The Mudcat Café TM
Thread #82028   Message #2063254
Posted By: beardedbruce
29-May-07 - 01:12 PM
Thread Name: BS: Popular views of the Bush Administration
Subject: RE: BS: Popular views of the Bush Administration
from the Washington Post:

Bush the Neoliberal

By Richard Cohen
Tuesday, May 29, 2007; Page A13

Years ago, someone coined the term "neoliberal." I was never sure what it meant, and it has since fallen into disuse, but whatever the case, I'd like to revive (and mangle) the term and apply it -- brace yourself -- to George W. Bush. He's more liberal than you might think.

You recoil, I know. After all, the conventional wisdom is that Bush is the most conservative of all presidents, an advocate of limited government, minimal taxes and, when it comes to the quintessentially liberal concern with civil liberties, the man who gave us the twin black eyes of Abu Ghraib and Guantanamo. It's an appalling record.

But consider this: An overriding principle of conservatism is to limit the role and influence of the federal government. Nowhere is this truer than in education. For instance, there was a time when no group of Republicans could convene without passing a resolution calling for the abolition of the Education Department and turning the building -- I am extrapolating here -- into a museum of creationism.

Now, though, not only are such calls no longer heard, but Bush has extended the department's reach in a manner that Democrats could not have envisaged. I am referring, of course, to the 2001 Elementary and Secondary Education Act, better known as No Child Left Behind. I will spare you the act's details, but it pretty much tells the states to shape up or face a loss of federal funds. It is precisely the sort of law that conservatives predicted Washington would someday seek -- and it did.

Similarly, let's take a look at the much-mocked notion of diversity. Bill Clinton was widely berated for his effort to have an administration that looked like America -- women, African Americans, Hispanics, you name it. Whether by design or not, Bush has also managed that feat. A female education secretary is one thing, but a national security adviser -- the uber-macho post -- is something else, and that went first to Condi Rice. And over at Justice, Bush chose Alberto Gonzales, the son of Hispanic migrant workers and, incidentally, a lawyer with the singular gift of forgetting meetings he attended. (In private practice, did he forget to bill?)

I am not suggesting that any of these appointees -- including Bush's former White House counsel, Harriet Miers -- are what is pejoratively known as affirmative action hires. I am suggesting, though, that Bush has not only diversified his Cabinet and staff but obviously got enormous satisfaction in doing so. You only have to listen to Bush talk about the virtues of immigration -- another liberal sentiment -- or his frequent mention of the "soft bigotry of low expectations" to appreciate that the president is a sentimental softie, what was once dismissively called a "mushy-headed liberal."

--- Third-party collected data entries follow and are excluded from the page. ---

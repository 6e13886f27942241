// This Source Code Form is subject to the terms of the Mozilla Public
// License, v. 2.0. If a copy of the MPL was not distributed with this
// file, You can obtain one at http://mozilla.org/MPL/2.0/.

//! Access to calibration tables.
//!
//! Calibration tables are columnar; every column has one cell per row, and a
//! cell is either a scalar or a small 2D array (`[nPar, nChan]`). The storage
//! engine is hidden behind [`ColumnStore`]; [`MemTable`] is an in-memory
//! implementation that can be persisted to JSON.

mod cursor;
mod error;
mod handle;
mod memory;
#[cfg(test)]
mod tests;

pub use cursor::GroupCursor;
pub use error::CalTableError;
pub use handle::CalTableHandle;
pub use memory::MemTable;

use std::{ops::Range, path::Path};

use ndarray::prelude::*;
use serde::{Deserialize, Serialize};
use strum_macros::{Display, EnumIter, EnumString};

/// How a table is opened.
#[derive(Debug, Clone, Copy, PartialEq, Eq, Display, EnumIter, EnumString)]
pub enum TableOpenMode {
    /// The table must exist, and can't be written to.
    #[strum(serialize = "read")]
    Read,

    /// The table must exist, and can be written to.
    #[strum(serialize = "update")]
    Update,

    /// A new, empty table is created (replacing anything at the path).
    #[strum(serialize = "create")]
    Create,
}

impl TableOpenMode {
    pub fn is_writable(self) -> bool {
        !matches!(self, TableOpenMode::Read)
    }
}

/// The type of the data held by a column.
#[derive(Debug, Clone, Copy, PartialEq, Eq, Display)]
pub enum DataType {
    #[strum(serialize = "double")]
    Float64,

    #[strum(serialize = "int")]
    Int32,

    #[strum(serialize = "string")]
    String,

    #[strum(serialize = "float array")]
    Float32Array,

    #[strum(serialize = "double vector")]
    Float64Vector,

    #[strum(serialize = "bool array")]
    BoolArray,
}

/// All of the cells of one column.
#[derive(Debug, Clone, PartialEq, Serialize, Deserialize)]
#[serde(tag = "type", content = "cells")]
pub enum ColumnData {
    Float64(Vec<f64>),
    Int32(Vec<i32>),
    String(Vec<String>),
    Float32Array(Vec<Array2<f32>>),
    Float64Vector(Vec<Array1<f64>>),
    BoolArray(Vec<Array2<bool>>),
}

impl ColumnData {
    pub fn len(&self) -> usize {
        match self {
            ColumnData::Float64(v) => v.len(),
            ColumnData::Int32(v) => v.len(),
            ColumnData::String(v) => v.len(),
            ColumnData::Float32Array(v) => v.len(),
            ColumnData::Float64Vector(v) => v.len(),
            ColumnData::BoolArray(v) => v.len(),
        }
    }

    pub fn is_empty(&self) -> bool {
        self.len() == 0
    }

    pub fn data_type(&self) -> DataType {
        match self {
            ColumnData::Float64(_) => DataType::Float64,
            ColumnData::Int32(_) => DataType::Int32,
            ColumnData::String(_) => DataType::String,
            ColumnData::Float32Array(_) => DataType::Float32Array,
            ColumnData::Float64Vector(_) => DataType::Float64Vector,
            ColumnData::BoolArray(_) => DataType::BoolArray,
        }
    }
}

/// A Rust type that can be stored in the cells of a column.
pub trait CalDataType: Clone + Sized {
    const DATA_TYPE: DataType;

    /// Borrow the cells of `data`, if it holds this type.
    fn cells(data: &ColumnData) -> Option<&[Self]>;

    /// Mutably borrow the cells of `data`, if it holds this type.
    fn cells_mut(data: &mut ColumnData) -> Option<&mut [Self]>;

    /// Wrap cells into column data.
    fn into_column(cells: Vec<Self>) -> ColumnData;
}

macro_rules! impl_cal_data_type {
    ($t:ty, $variant:ident) => {
        impl CalDataType for $t {
            const DATA_TYPE: DataType = DataType::$variant;

            fn cells(data: &ColumnData) -> Option<&[Self]> {
                match data {
                    ColumnData::$variant(v) => Some(v),
                    _ => None,
                }
            }

            fn cells_mut(data: &mut ColumnData) -> Option<&mut [Self]> {
                match data {
                    ColumnData::$variant(v) => Some(v),
                    _ => None,
                }
            }

            fn into_column(cells: Vec<Self>) -> ColumnData {
                ColumnData::$variant(cells)
            }
        }
    };
}

impl_cal_data_type!(f64, Float64);
impl_cal_data_type!(i32, Int32);
impl_cal_data_type!(String, String);
impl_cal_data_type!(Array2<f32>, Float32Array);
impl_cal_data_type!(Array1<f64>, Float64Vector);
impl_cal_data_type!(Array2<bool>, BoolArray);

/// The storage engine interface of a calibration table.
pub trait ColumnStore {
    /// A human-readable name for the table (usually its path).
    fn name(&self) -> &str;

    fn num_rows(&self) -> usize;

    fn column_names(&self) -> Vec<String>;

    /// The data type of a column, or `None` if the column doesn't exist.
    fn column_type(&self, name: &str) -> Option<DataType>;

    fn has_column(&self, name: &str) -> bool {
        self.column_type(name).is_some()
    }

    /// Read the cells of the given rows of a column, in the given order.
    fn read_rows<T: CalDataType>(&self, name: &str, rows: &[usize])
        -> Result<Vec<T>, CalTableError>;

    /// Read a contiguous range of rows of a column.
    fn read_range<T: CalDataType>(
        &self,
        name: &str,
        rows: Range<usize>,
    ) -> Result<Vec<T>, CalTableError> {
        let rows: Vec<usize> = rows.collect();
        self.read_rows(name, &rows)
    }

    fn write_cell<T: CalDataType>(
        &mut self,
        name: &str,
        row: usize,
        value: T,
    ) -> Result<(), CalTableError>;

    /// Get a named subtable (e.g. "SPECTRAL_WINDOW").
    fn subtable(&self, name: &str) -> Result<Self, CalTableError>
    where
        Self: Sized;

    /// Sort the rows by the given key columns and partition them into groups.
    fn sorted_groups(&self, sort_keys: &[&str]) -> Result<GroupCursor, CalTableError> {
        GroupCursor::new(self, sort_keys)
    }
}

/// A [`ColumnStore`] that lives at a path.
pub trait OpenColumnStore: ColumnStore + Sized {
    fn open(path: &Path, mode: TableOpenMode) -> Result<Self, CalTableError>;
}
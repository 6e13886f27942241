// This Source Code Form is subject to the terms of the Mozilla Public
// License, v. 2.0. If a copy of the MPL was not distributed with this
// file, You can obtain one at http://mozilla.org/MPL/2.0/.

use approx::assert_abs_diff_eq;
use indoc::indoc;
use tempfile::tempdir;

use caltab::{
    CalLibrary, CallingConvention, CaltabError, InterpError, MemTable, QueryPoint,
};

use super::{save_table, T0};

#[test]
fn test_callib_to_lookups() {
    let dir = tempdir().unwrap();
    save_table(dir.path());
    let callib = dir.path().join("callib.toml");
    std::fs::write(
        &callib,
        indoc! {r#"
            [[caltable]]
            path = "bandpass.json"
            tinterp = "nearest"
            finterp = "linear"
            time_window = "1min"
            # Science spws 0 and 1 both use spw 1.
            spwmap = [1, 1]
        "#},
    )
    .unwrap();

    let library = CalLibrary::read(&callib);
    assert!(library.is_ok(), "{:?}", library.err());
    let engines = library.unwrap().open_engines::<MemTable>(None);
    assert!(engines.is_ok(), "{:?}", engines.err());
    let engines = engines.unwrap();
    assert_eq!(engines.len(), 1);
    let engine = &engines[0];

    // Nearest in time: T0 + 70 uses T0 + 60.
    let result = engine
        .lookup(&QueryPoint::new(1, 0, 0, T0 + 70.0, 200e6))
        .unwrap();
    assert_abs_diff_eq!(result.value[0], 1.0 + 0.06, epsilon = 1e-5);

    // More than a minute after the last solution.
    let query = QueryPoint::new(1, 0, 0, T0 + 200.0, 200e6);
    let result = engine.lookup(&query);
    assert!(matches!(result, Err(InterpError::OutOfWindow { .. })));
    let result = engine
        .lookup_with(&query, CallingConvention::Lenient)
        .unwrap();
    assert!(result.flagged);
    assert_abs_diff_eq!(result.weight[0], 0.0);
}

#[test]
fn test_callib_with_missing_table() {
    let dir = tempdir().unwrap();
    let callib = dir.path().join("callib.json");
    std::fs::write(&callib, r#"{"caltable": [{"path": "missing.json"}]}"#).unwrap();
    let library = CalLibrary::read(&callib).unwrap();
    let result = library.open_engines::<MemTable>(None);
    assert!(matches!(result, Err(CaltabError::Table(_))));
}
impl CacheBuilder {
    pub fn new() -> CacheBuilder {
        CacheBuilder::default()
    }

    pub fn push(&mut self, row: CalSolutionRow) {
        self.rows.push(row);
    }

    pub fn extend<I: IntoIterator<Item = CalSolutionRow>>(&mut self, rows: I) {
        self.rows.extend(rows);
    }

    /// Read every group of the iterator into the cache, consuming it. The
    /// iterator is rewound first if it has already been advanced. Returns the
    /// number of rows read.
    pub fn drain<S: ColumnStore>(
        &mut self,
        mut iter: CalTableIterator<'_, S>,
    ) -> Result<usize, CalTableError> {
        if iter.state() != IteratorState::Created {
            debug!("Rewinding a partially-consumed iterator before draining it");
            iter.reset();
        }
        let before = self.rows.len();
        while iter.next()? {
            self.rows.extend(CalSolutionRow::read_group(&iter)?);
        }
        let num_read = self.rows.len() - before;
        debug!(
            "Drained {num_read} rows in {} groups from '{}'",
            iter.num_groups(),
            iter.table().name()
        );
        Ok(num_read)
    }

    /// Channel frequencies for multi-channel spectral windows.
    pub fn with_spectral_windows(mut self, spws: SpectralWindows) -> Self {
        self.spws = spws;
        self
    }

    /// Only use rows matching this selection.
    pub fn with_selection(mut self, selection: RowSelection) -> Self {
        self.selection = selection;
        self
    }

    pub fn num_rows(&self) -> usize {
        self.rows.len()
    }

    /// Build the engine. Rows not matching the selection are dropped first.
    pub fn finalize(
        self,
        axes: &[InterpolationAxis],
        index_map: CalIndexMap,
    ) -> Result<CalInterpolationEngine, InterpError> {
        let (time_axis, freq_axis) = resolve_axes(axes)?;

        let num_total = self.rows.len();
        let rows: Vec<CalSolutionRow> = if self.selection.is_all() {
            self.rows
        } else {
            let selection = &self.selection;
            self.rows
                .into_iter()
                .filter(|r| selection.matches(r))
                .collect()
        };
        if rows.len() != num_total {
            debug!(
                "Selection kept {} of {num_total} calibration rows",
                rows.len()
            );
        }
        let rows = Vec1::try_from_vec(rows).map_err(|_| InterpError::EmptyCalTable)?;

        let num_par = rows.first().shape().0;
        if let Some(bad) = rows.iter().find(|r| !r.is_consistent() || r.shape().0 != num_par) {
            return Err(InterpError::InconsistentShape(format!(
                "the row at time {} for antenna {} has shape {:?}, but the first row has {num_par} parameters",
                bad.time,
                bad.antenna1,
                bad.shape()
            )));
        }

        let mut grouped: BTreeMap<SeriesKey, Vec<&CalSolutionRow>> = BTreeMap::new();
        for row in rows.iter() {
            grouped.entry(SeriesKey::of(row)).or_default().push(row);
        }

        let mut series = BTreeMap::new();
        for (key, mut key_rows) in grouped {
            // Stable, so duplicate times keep their table order.
            key_rows.sort_by(|a, b| a.time.total_cmp(&b.time));
            let shape = key_rows[0].shape();
            if let Some(bad) = key_rows.iter().find(|r| r.shape() != shape) {
                return Err(InterpError::InconsistentShape(format!(
                    "{key:?} has rows of shape {shape:?} and {:?}",
                    bad.shape()
                )));
            }
            if shape.1 > 1 {
                match self.spws.get(key.spw) {
                    None => return Err(InterpError::MissingChannelFrequencies { spw: key.spw }),
                    Some(freqs) if freqs.len() != shape.1 => {
                        return Err(InterpError::InconsistentShape(format!(
                            "spw {} has {} channel frequencies, but solutions with {} channels",
                            key.spw,
                            freqs.len(),
                            shape.1
                        )))
                    }
                    Some(_) => (),
                }
            }
            if let Some(s) = SolutionSeries::new(&key_rows) {
                series.insert(key, s);
            }
        }

        let (first, last) = rows.iter().fold((f64::INFINITY, f64::NEG_INFINITY), |acc, r| {
            (acc.0.min(r.time), acc.1.max(r.time))
        });
        let engine = CalInterpolationEngine {
            series,
            time_axis,
            freq_axis,
            index_map,
            spws: self.spws,
            num_par,
            num_rows: rows.len(),
            time_range: (first, last),
        };
        debug!(
            "Built an interpolation engine with {} series from {} rows",
            engine.series.len(),
            engine.num_rows
        );
        Ok(engine)
    }
}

Allow me to make the case that this is also true when it comes to Iraq. I acknowledge that the war is a catastrophic mistake and was incompetently managed. But if you don't think it was waged on behalf of oil or empire, then one reason for our involvement was an attempt to do some good -- rid the world of a really bad guy and make life better for Iraqis and others in the region. This "liberal" intent may have left Dick Cheney cold and found Don Rumsfeld indifferent, but it appealed to Bush and it showed in his rhetoric and body language. Contrast it to the position of the so-called foreign policy realists, exemplified by the first President Bush and his trusted foreign policy sidekick, Brent Scowcroft.

It was their decision -- cold realism at its best -- to end the Persian Gulf War with Saddam Hussein still in power and not to intervene when Hussein later decimated rebellious Shiites in the south. Realistic? Sure. But also sickening.

Bush's neoliberal instincts have come a cropper across the board. His appointees have too often been incompetent, and his well-intentioned education act is underfunded. But it is with Iraq that real and long-term damage has been done. For years to come, his war will be cited to smother any liberal impulse in American foreign policy -- to further discredit John F. Kennedy's vow to "pay any price, bear any burden . . . to assure the survival and the success of liberty." We shall revert to this thing called "realism," which is heartless and cynical, no matter what its other virtues. The debacle of Iraq has cost us -- and others -- plenty in lives. But in the end, it will cost us our soul as well.